Michael Lewis is a dedicated advocate for dark skies and astronomy education. He met the founder of International Dark Sky Week, Ms. Jennifer Barlow, at an astronomy event years ago and it sparked his passion for protecting the night sky. Michael is also a member of the Richmond Astronomical Society and the AAVSO Variable Star Observers. He is actively working on Urban Night Sky Place designations to help more people in cities understand the value of a dark night sky. Get to know Michael and his work with the Q&A below.
Q. What got you interested in protecting dark skies?
A. A presentation given by Ms. Barlow on Dark Sky Week at a Richmond Astronomical Society meeting several years ago.
Q. What does Black History Month mean to you?
A. It is a time when people can celebrate the culture of Black people and the achievements of Black people. I believe too many people do not know very much about either Black culture or the achievements of Black people. So just thinking or saying “we do not do anything” seems okay in American society.
Q. What is your biggest challenge as a person of color working in dark sky conservation?
A. Getting to the reason behind why public places close to the public from Sunset to Sunrise. I want to ask, is it a fear of what people of color might do in a park after dark?

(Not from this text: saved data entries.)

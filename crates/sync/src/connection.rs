// Stream Connection Manager
//
// Owns the push connection and drives it through
// Disconnected -> Connecting -> Connected -> Disconnected -> ... with a fixed
// reconnect delay. The transport handle never leaves this module; callers only
// see `ConnectionEvent`s and the derived `connected` flag.

use crate::config::SyncConfig;
use crate::error::SyncError;
use crate::protocol::{decode_frame, StreamEvent};
use async_trait::async_trait;
use futures::{future, Stream, StreamExt};
use std::future::Future;
use std::pin::Pin;
use std::sync::Arc;
use std::time::Duration;
use tokio::time::Instant;
use tokio_tungstenite::tungstenite::{Error as WsError, Message};
use tracing::{debug, info, warn};

/// Text frames read from an open transport. The stream ends when the peer
/// closes; an `Err` item means the transport broke.
pub type FrameStream = Pin<Box<dyn Stream<Item = Result<String, SyncError>> + Send>>;

type OpenFuture = Pin<Box<dyn Future<Output = Result<FrameStream, SyncError>> + Send>>;

/// Something that can open the attendance stream
#[async_trait]
pub trait StreamTransport: Send + Sync {
    async fn open(&self) -> Result<FrameStream, SyncError>;

    /// Human-readable address, for logs
    fn describe(&self) -> String;
}

/// WebSocket transport for the gateway's attendance stream
pub struct WebSocketTransport {
    url: String,
}

impl WebSocketTransport {
    pub fn new(url: impl Into<String>) -> Self {
        Self { url: url.into() }
    }

    pub fn from_config(config: &SyncConfig) -> Self {
        Self::new(config.stream_url())
    }
}

#[async_trait]
impl StreamTransport for WebSocketTransport {
    async fn open(&self) -> Result<FrameStream, SyncError> {
        let (ws_stream, _response) = tokio_tungstenite::connect_async(self.url.as_str())
            .await
            .map_err(|e| SyncError::connection(&self.url, e.to_string()))?;

        Ok(text_frames(ws_stream, self.url.clone()))
    }

    fn describe(&self) -> String {
        self.url.clone()
    }
}

/// Reduce raw WebSocket messages to text frames.
///
/// A Close frame ends the stream even if the peer keeps the socket open.
fn text_frames<S>(messages: S, url: String) -> FrameStream
where
    S: Stream<Item = Result<Message, WsError>> + Send + 'static,
{
    let frames = messages
        .take_while(|message| {
            if let Ok(Message::Close(frame)) = message {
                debug!("Close frame received: {:?}", frame);
                return future::ready(false);
            }
            future::ready(true)
        })
        .filter_map(move |message| {
            let frame = match message {
                Ok(message) => frame_text(message).map(Ok),
                Err(e) => Some(Err(SyncError::connection(&url, e.to_string()))),
            };
            future::ready(frame)
        });
    Box::pin(frames)
}

fn frame_text(message: Message) -> Option<String> {
    match message {
        Message::Text(text) => Some(text.as_str().to_owned()),
        Message::Binary(bytes) => match std::str::from_utf8(&bytes) {
            Ok(text) => Some(text.to_owned()),
            Err(_) => {
                debug!("Dropping non-UTF-8 binary frame ({} bytes)", bytes.len());
                None
            }
        },
        _ => None,
    }
}

#[derive(Debug, Clone, Copy, PartialEq, Eq)]
pub enum ConnectionState {
    Disconnected,
    Connecting,
    Connected,
    /// Torn down; no further attempts
    Stopped,
}

#[derive(Debug, Clone, PartialEq)]
pub enum ConnectionEvent {
    /// Transport opened; `connected` is now true
    Connected,
    /// Transport closed, broke or failed to open; `connected` is now false
    /// and exactly one reconnect is scheduled at `retry_at`
    Disconnected { reason: String, retry_at: Instant },
    /// A decoded frame
    Event(StreamEvent),
}

enum Phase {
    /// Not started yet
    Idle,
    Waiting { retry_at: Instant },
    Connecting(OpenFuture),
    Connected(FrameStream),
    Stopped,
}

pub struct ConnectionManager {
    transport: Arc<dyn StreamTransport>,
    reconnect_delay: Duration,
    phase: Phase,
    attempts: u64,
    opens: u64,
}

impl ConnectionManager {
    pub fn new(transport: Arc<dyn StreamTransport>, reconnect_delay: Duration) -> Self {
        Self {
            transport,
            reconnect_delay,
            phase: Phase::Idle,
            attempts: 0,
            opens: 0,
        }
    }

    pub fn state(&self) -> ConnectionState {
        match self.phase {
            Phase::Idle | Phase::Waiting { .. } => ConnectionState::Disconnected,
            Phase::Connecting(_) => ConnectionState::Connecting,
            Phase::Connected(_) => ConnectionState::Connected,
            Phase::Stopped => ConnectionState::Stopped,
        }
    }

    pub fn is_connected(&self) -> bool {
        matches!(self.phase, Phase::Connected(_))
    }

    /// Pending reconnect deadline, if one is scheduled
    pub fn reconnect_at(&self) -> Option<Instant> {
        match self.phase {
            Phase::Waiting { retry_at } => Some(retry_at),
            _ => None,
        }
    }

    /// Number of open attempts so far
    pub fn attempts(&self) -> u64 {
        self.attempts
    }

    /// Number of attempts that reached Connected
    pub fn opens(&self) -> u64 {
        self.opens
    }

    /// Begin the first connection attempt. No-op unless idle.
    pub fn start(&mut self) {
        if matches!(self.phase, Phase::Idle) {
            self.connect();
        }
    }

    /// Drop the transport, any in-flight open and any pending reconnect.
    pub fn shutdown(&mut self) {
        if !matches!(self.phase, Phase::Stopped) {
            info!("Closing attendance stream to {}", self.transport.describe());
        }
        self.phase = Phase::Stopped;
    }

    fn connect(&mut self) {
        self.attempts += 1;
        debug!(
            "Connecting to {} (attempt {})",
            self.transport.describe(),
            self.attempts
        );
        let transport = self.transport.clone();
        self.phase = Phase::Connecting(Box::pin(async move { transport.open().await }));
    }

    // Replacing the phase drops whatever transport or open attempt it held,
    // so a close that follows an error can never schedule a second retry.
    fn close(&mut self, reason: String) -> ConnectionEvent {
        let retry_at = Instant::now() + self.reconnect_delay;
        self.phase = Phase::Waiting { retry_at };
        ConnectionEvent::Disconnected { reason, retry_at }
    }

    /// Drive the state machine until something observable happens.
    ///
    /// Cancel-safe: all progress lives in `self`, so dropping the returned
    /// future (e.g. in a `select!`) and calling again resumes where it was.
    /// Never resolves before `start` or after `shutdown`.
    pub async fn next_event(&mut self) -> ConnectionEvent {
        loop {
            match &mut self.phase {
                Phase::Idle | Phase::Stopped => std::future::pending::<()>().await,
                Phase::Waiting { retry_at } => {
                    let retry_at = *retry_at;
                    tokio::time::sleep_until(retry_at).await;
                    self.connect();
                }
                Phase::Connecting(open) => {
                    let result = open.as_mut().await;
                    match result {
                        Ok(frames) => {
                            self.opens += 1;
                            self.phase = Phase::Connected(frames);
                            info!("Connected to {}", self.transport.describe());
                            return ConnectionEvent::Connected;
                        }
                        Err(e) => {
                            warn!(
                                "Connection attempt failed, retrying in {:?}: {}",
                                self.reconnect_delay, e
                            );
                            return self.close(e.to_string());
                        }
                    }
                }
                Phase::Connected(frames) => {
                    let item = frames.next().await;
                    match item {
                        Some(Ok(text)) => match decode_frame(&text) {
                            Ok(event) => return ConnectionEvent::Event(event),
                            Err(e) => warn!("Dropping malformed frame: {}", e),
                        },
                        Some(Err(e)) => {
                            warn!(
                                "Stream error, reconnecting in {:?}: {}",
                                self.reconnect_delay, e
                            );
                            return self.close(e.to_string());
                        }
                        None => {
                            info!(
                                "Disconnected from {}, retrying in {:?}",
                                self.transport.describe(),
                                self.reconnect_delay
                            );
                            return self.close("closed by peer".to_string());
                        }
                    }
                }
            }
        }
    }
}
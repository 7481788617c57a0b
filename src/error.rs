use std::fmt;
use touchify_sync::SyncError;

#[derive(Debug)]
pub enum TouchifyError {
    // Configuration errors
    ConfigNotFound(String),
    ConfigParseError(String),

    // Sync client errors
    SyncError(SyncError),

    // IO errors
    IoError(std::io::Error),

    // Serialization errors
    YamlError(serde_yml::Error),
}

impl fmt::Display for TouchifyError {
    fn fmt(&self, f: &mut fmt::Formatter<'_>) -> fmt::Result {
        match self {
            TouchifyError::ConfigNotFound(path) => {
                write!(f, "Config not found: {}", path)
            }
            TouchifyError::ConfigParseError(msg) => {
                write!(f, "Config parse error: {}", msg)
            }
            TouchifyError::SyncError(err) => {
                write!(f, "Sync error: {}", err)
            }
            TouchifyError::IoError(err) => {
                write!(f, "IO error: {}", err)
            }
            TouchifyError::YamlError(err) => {
                write!(f, "YAML error: {}", err)
            }
        }
    }
}

impl std::error::Error for TouchifyError {
    fn source(&self) -> Option<&(dyn std::error::Error + 'static)> {
        match self {
            TouchifyError::SyncError(e) => Some(e),
            TouchifyError::IoError(e) => Some(e),
            TouchifyError::YamlError(e) => Some(e),
            TouchifyError::ConfigNotFound(_) | TouchifyError::ConfigParseError(_) => None,
        }
    }
}

impl From<SyncError> for TouchifyError {
    fn from(err: SyncError) -> Self {
        TouchifyError::SyncError(err)
    }
}

impl From<std::io::Error> for TouchifyError {
    fn from(err: std::io::Error) -> Self {
        TouchifyError::IoError(err)
    }
}

impl From<serde_yml::Error> for TouchifyError {
    fn from(err: serde_yml::Error) -> Self {
        TouchifyError::YamlError(err)
    }
}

Q. What do you want to tell people about being Black and advocating for dark skies?
A. That Black people often live in places that have and are affected by light pollution in negative ways.
Q. Where would you like to see DarkSky International go from here?
A. To reach out to Astronomy groups who have virtual monthly meetings and participate in their meetings.
Q. What is your favorite part about the night sky?
A. I am a fan of seeing the Moon, but looking for variable stars is now my favorite part of the night sky.
Q. Most memorable experience being in the dark?
A. Watching full moons in Winter where clouds with ice crystals give the Moon a ring around it.
Q. What is your greatest success in dark sky conservation?
A. Seeing Iridium flares for the first time.
Q. Do you have any favorite songs/poems about the night?
A. The Night Flight from Houston (Remastered) — Laurie Anderson
Q. What do you wish more people knew about dark skies?
A. You need to see the night sky from a safe and very dark place to realize what you are missing if you live anywhere there is a lot of light pollution.